WHAT IS BEING ASKED:
Every line of the records below that holds the word "offset" belongs in the answer.

DATA RECORDS:
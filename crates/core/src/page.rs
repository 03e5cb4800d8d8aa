use serde::{Deserialize, Serialize};

/// Page size applied when a request does not specify one.
pub const DEFAULT_PAGE_SIZE: u32 = 20;
/// Hard ceiling on the page size a caller may request.
pub const MAX_PAGE_SIZE: u32 = 100;

/// One page of a filtered resource listing.
///
/// This is the shape every list endpoint returns inside the success
/// envelope: `{items, total, page, pageSize, totalPages}`.
#[derive(Debug, Clone, Serialize, Deserialize)]
#[serde(rename_all = "camelCase")]
pub struct Page<T> {
    pub items: Vec<T>,
    /// Total number of matching items before pagination.
    pub total: u64,
    /// 1-based page number.
    pub page: u32,
    pub page_size: u32,
    /// `ceil(total / pageSize)`; 0 when the result set is empty.
    pub total_pages: u32,
}

impl<T> Page<T> {
    /// Assemble a page, deriving `total_pages` from `total` and `page_size`.
    #[must_use]
    pub fn new(items: Vec<T>, total: u64, page: u32, page_size: u32) -> Self {
        let page_size = page_size.max(1);
        let total_pages = u32::try_from(total.div_ceil(u64::from(page_size))).unwrap_or(u32::MAX);
        Self {
            items,
            total,
            page,
            page_size,
            total_pages,
        }
    }

    /// Whether pagination controls are worth rendering at all.
    #[must_use]
    pub fn has_multiple_pages(&self) -> bool {
        self.total_pages > 1
    }

    /// Map the item type while keeping the paging envelope intact.
    pub fn map<U>(self, f: impl FnMut(T) -> U) -> Page<U> {
        Page {
            items: self.items.into_iter().map(f).collect(),
            total: self.total,
            page: self.page,
            page_size: self.page_size,
            total_pages: self.total_pages,
        }
    }
}

/// Pagination parameters common to every list request.
#[derive(Debug, Clone, Copy, Serialize, Deserialize)]
#[serde(rename_all = "camelCase")]
pub struct PageQuery {
    #[serde(default = "default_page")]
    pub page: u32,
    #[serde(default = "default_page_size")]
    pub page_size: u32,
}

fn default_page() -> u32 {
    1
}

fn default_page_size() -> u32 {
    DEFAULT_PAGE_SIZE
}

impl Default for PageQuery {
    fn default() -> Self {
        Self {
            page: 1,
            page_size: DEFAULT_PAGE_SIZE,
        }
    }
}

impl PageQuery {
    /// Clamp out-of-range values rather than rejecting the request.
    #[must_use]
    pub fn normalized(self) -> Self {
        Self {
            page: self.page.max(1),
            page_size: self.page_size.clamp(1, MAX_PAGE_SIZE),
        }
    }

    /// Number of items to skip for this page.
    #[must_use]
    pub fn offset(self) -> usize {
        let q = self.normalized();
        (q.page as usize - 1) * q.page_size as usize
    }
}

#[cfg(test)]
mod tests {
    use super::*;

    #[test]
    fn total_pages_is_ceiling_division() {
        let page: Page<u32> = Page::new(vec![1, 2, 3], 7, 1, 3);
        assert_eq!(page.total_pages, 3);
        let exact: Page<u32> = Page::new(vec![], 20, 1, 20);
        assert_eq!(exact.total_pages, 1);
        let empty: Page<u32> = Page::new(vec![], 0, 1, 20);
        assert_eq!(empty.total_pages, 0);
        assert!(!empty.has_multiple_pages());
    }

    #[test]
    fn page_serializes_camel_case() {
        let page: Page<u32> = Page::new(vec![1], 1, 1, 20);
        let value = serde_json::to_value(&page).unwrap();
        assert!(value.get("pageSize").is_some());
        assert!(value.get("totalPages").is_some());
    }

    #[test]
    fn query_normalization_clamps() {
        let q = PageQuery {
            page: 0,
            page_size: 10_000,
        }
        .normalized();
        assert_eq!(q.page, 1);
        assert_eq!(q.page_size, MAX_PAGE_SIZE);
        assert_eq!(q.offset(), 0);

        let q = PageQuery {
            page: 3,
            page_size: 25,
        };
        assert_eq!(q.offset(), 50);
    }
}
use serde::{Deserialize, Serialize};

/// A single field-level validation failure.
#[derive(Debug, Clone, PartialEq, Eq, Serialize, Deserialize)]
pub struct FieldError {
    /// Name of the offending field (camelCase, as rendered on the wire).
    pub field: String,
    /// Human-readable message suitable for inline display.
    pub message: String,
}

impl FieldError {
    pub fn new(field: impl Into<String>, message: impl Into<String>) -> Self {
        Self {
            field: field.into(),
            message: message.into(),
        }
    }
}

impl std::fmt::Display for FieldError {
    fn fmt(&self, f: &mut std::fmt::Formatter<'_>) -> std::fmt::Result {
        write!(f, "{}: {}", self.field, self.message)
    }
}

/// Errors produced by domain rules, independent of any storage backend.
#[derive(Debug, Clone, thiserror::Error)]
pub enum DomainError {
    /// One or more fields failed validation.
    #[error("validation failed: {}", format_fields(.0))]
    Validation(Vec<FieldError>),

    /// The image is under legal hold; archival and deletion are blocked.
    #[error("image {image_id} is under legal hold")]
    LegalHoldActive { image_id: String },

    /// A state transition was requested that the current state does not allow.
    #[error("invalid transition: {0}")]
    InvalidTransition(String),
}

impl DomainError {
    /// Convenience constructor for a single-field validation error.
    pub fn field(field: impl Into<String>, message: impl Into<String>) -> Self {
        Self::Validation(vec![FieldError::new(field, message)])
    }
}

fn format_fields(errors: &[FieldError]) -> String {
    errors
        .iter()
        .map(ToString::to_string)
        .collect::<Vec<_>>()
        .join(", ")
}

WRITTEN RESPONSE:
    pub fn offset(self) -> usize {
        assert_eq!(q.offset(), 0);
        assert_eq!(q.offset(), 50);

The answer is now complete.